Il y a dans l’Eglise une profonde tendance à la nouveauté,
malgré les apparences. On ne cesse de vouloir réformer et dans le même temps,
on se fait conservateur, défenseur d’un ordre ancien. Si cette contradiction
mérite d’être mise en évidence, si elle manifeste une sorte de schizophrénie à
laquelle il faudrait tout de même consacrer un peu de réflexion et de soin,
elle révèle peut-être aussi l’être de l’Eglise. Ce que l’on appelle tradition n’oblige-t-il
pas à conserver le patrimoine des siècles passés dans le monde toujours nouveau
de demain ?
Ainsi, à toutes les époques se sont levés des réformateurs,
fondateurs, personnes charismatiques, mus par l’urgence d’une mission repérée
et reçue au nom de l’évangile. La vision de saint François d’Assise a san
Damiano en est un exemple des plus typiques. Il entend Jésus lui commander de rebâtir
sa maison en ruine. Et si François restaure saint Damien, l’église qu’il faut
rebâtir parce qu’elle est en ruine, c’est l’institution ecclésiale. Le charisme de François, comme de tant d’autres
chrétiens fondateurs, le conduit à s’agréger des disciples, à fonder une
nouvelle communauté. La nouveauté est souvent retour à la tradition.
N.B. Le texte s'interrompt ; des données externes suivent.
// Copyright 2025 eraflo
//
// Licensed under the Apache License, Version 2.0 (the "License");
// you may not use this file except in compliance with the License.
// You may obtain a copy of the License at
//
//     http://www.apache.org/licenses/LICENSE-2.0
//
// Unless required by applicable law or agreed to in writing, software
// distributed under the License is distributed on an "AS IS" BASIS,
// WITHOUT WARRANTIES OR CONDITIONS OF ANY KIND, either express or implied.
// See the License for the specific language governing permissions and
// limitations under the License.


//! The frame agent driving the software device end to end.

use approx::assert_relative_eq;
use std::sync::Arc;
use vrs_agents::VrsAgent;
use vrs_core::renderer::{ColorImage, DepthImage, RateMapState, SceneTargets};
use vrs_core::settings::PostFilter;
use vrs_core::{ShadingMode, ShadingRate, ShadingRateTileMap, TileGrid, VrsSettings};
use vrs_infra::SoftwareShadingDevice;

const WIDTH: u32 = 64;
const HEIGHT: u32 = 32;

/// Near plane on the left half, far plane on the right half.
fn split_depth() -> DepthImage {
    DepthImage::from_fn(WIDTH, HEIGHT, |x, _| if x < WIDTH / 2 { 1.0 } else { 0.0 })
}

fn depth_lod_settings() -> VrsSettings {
    let mut settings = VrsSettings::default();
    settings.mode = ShadingMode::DepthLod;
    settings
}

fn agent_with(
    device: &Arc<SoftwareShadingDevice>,
    settings: VrsSettings,
    targets: SceneTargets,
) -> VrsAgent {
    let mut agent = VrsAgent::with_settings(device.clone(), settings);
    agent.initialize(targets).unwrap();
    agent
}

#[test]
fn test_depth_lod_frame_statistics() {
    let device = Arc::new(SoftwareShadingDevice::tier2(16));
    let mut targets = SceneTargets::new(WIDTH, HEIGHT);
    targets.depth = Some(device.register_depth(split_depth()).unwrap());

    let settings = depth_lod_settings();
    let mut agent = agent_with(&device, settings, targets);
    assert_eq!(agent.grid(), TileGrid::new(4, 2));

    agent.render().unwrap();
    assert_eq!(device.map_state(), Some(RateMapState::ShadingRateSource));

    let stats = agent.compute_statistics().unwrap();
    assert_relative_eq!(stats.percent(ShadingRate::R1x1), 50.0);
    assert_relative_eq!(stats.percent(ShadingRate::R4x4), 50.0);
    // Readback restores the state draws expect.
    assert_eq!(device.map_state(), Some(RateMapState::ShadingRateSource));
}

#[test]
fn test_missing_depth_falls_back_to_full_rate() {
    let device = Arc::new(SoftwareShadingDevice::tier2(16));
    let settings = depth_lod_settings();
    let mut agent = agent_with(&device, settings, SceneTargets::new(WIDTH, HEIGHT));

    agent.render().unwrap();
    assert_eq!(
        device.rate_map().unwrap(),
        ShadingRateTileMap::new(TileGrid::new(4, 2))
    );
}

#[test]
fn test_overlay_paints_the_color_target() {
    let device = Arc::new(SoftwareShadingDevice::tier2(16));
    let color = device
        .register_color(ColorImage::filled(WIDTH, HEIGHT, [0.0, 0.0, 0.0, 1.0]))
        .unwrap();
    let mut targets = SceneTargets::new(WIDTH, HEIGHT);
    targets.color = Some(color);
    targets.debug_output = Some(color);
    targets.depth = Some(device.register_depth(split_depth()).unwrap());

    let mut settings = depth_lod_settings();
    settings.overlay.enabled = true;
    settings.overlay.blend_mask = false;
    let mut agent = agent_with(&device, settings, targets);
    agent.render().unwrap();

    let painted = device.color_image(color).unwrap();
    assert_eq!(painted.get(8, 8), [0.0, 0.0, 0.0, 1.0]);
    assert_eq!(painted.get(56, 8), [1.0, 0.0, 0.0, 1.0]);
}

#[test]
fn test_post_filter_removes_isolated_tiles() {
    let device = Arc::new(SoftwareShadingDevice::tier2(16));
    // Only the far corner tile is coarse.
    let depth = DepthImage::from_fn(WIDTH, HEIGHT, |x, y| {
        if x >= WIDTH - 16 && y >= HEIGHT - 16 {
            0.0
        } else {
            1.0
        }
    });
    let mut targets = SceneTargets::new(WIDTH, HEIGHT);
    targets.depth = Some(device.register_depth(depth).unwrap());

    let mut settings = depth_lod_settings();
    settings.post_filter = PostFilter::VonNeumann;
    let mut agent = agent_with(&device, settings, targets);
    agent.render().unwrap();
    assert_eq!(
        device.rate_map().unwrap(),
        ShadingRateTileMap::new(TileGrid::new(4, 2))
    );
}

#[test]
fn test_diagnostic_mode_keeps_full_rate() {
    let device = Arc::new(SoftwareShadingDevice::tier2(16));
    let color = device
        .register_color(ColorImage::filled(WIDTH, HEIGHT, [0.5, 0.5, 0.5, 1.0]))
        .unwrap();
    let output = device.register_color(ColorImage::new(WIDTH, HEIGHT)).unwrap();
    let mut targets = SceneTargets::new(WIDTH, HEIGHT);
    targets.color = Some(color);
    targets.debug_output = Some(output);

    let mut settings = VrsSettings::default();
    settings.mode = ShadingMode::ComputeDiagnostic;
    let mut agent = agent_with(&device, settings, targets);
    agent.render().unwrap();

    assert_eq!(
        agent.read_back_rate_map().unwrap(),
        Some(ShadingRateTileMap::new(TileGrid::new(4, 2)))
    );
    assert_ne!(
        device.color_image(output).unwrap(),
        ColorImage::new(WIDTH, HEIGHT)
    );
}

#[test]
fn test_bind_reaches_the_device() {
    let device = Arc::new(SoftwareShadingDevice::tier2(16));
    let mut agent = agent_with(
        &device,
        VrsSettings::default(),
        SceneTargets::new(WIDTH, HEIGHT),
    );
    agent.render().unwrap();
    let binding = agent.bind().unwrap();
    assert!(binding.rate_image);
    assert_eq!(device.current_binding(), Some(binding));

    agent.clear().unwrap();
    assert!(!device.current_binding().unwrap().rate_image);
}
La nouveauté réinterprète l’histoire ; pour François
comme fraternité que la pauvreté oblige à pratiquer. Les résistances sont
grandes parce que la nouveauté est critique des contemporains qui s’enlisent
dans la médiocrité d’une vie chrétienne qui ne se laisse pas convertir. Chacun
défend ses plates-bandes sur lesquelles viennent forcément marcher ceux qui
installent ce qui apparaît comme de nouveaux prés-carré. Dans le même temps,
critiques des institutions, les communautés nouvelles recherchent l’appui des
autorités, ne serait-ce que pour pouvoir exister.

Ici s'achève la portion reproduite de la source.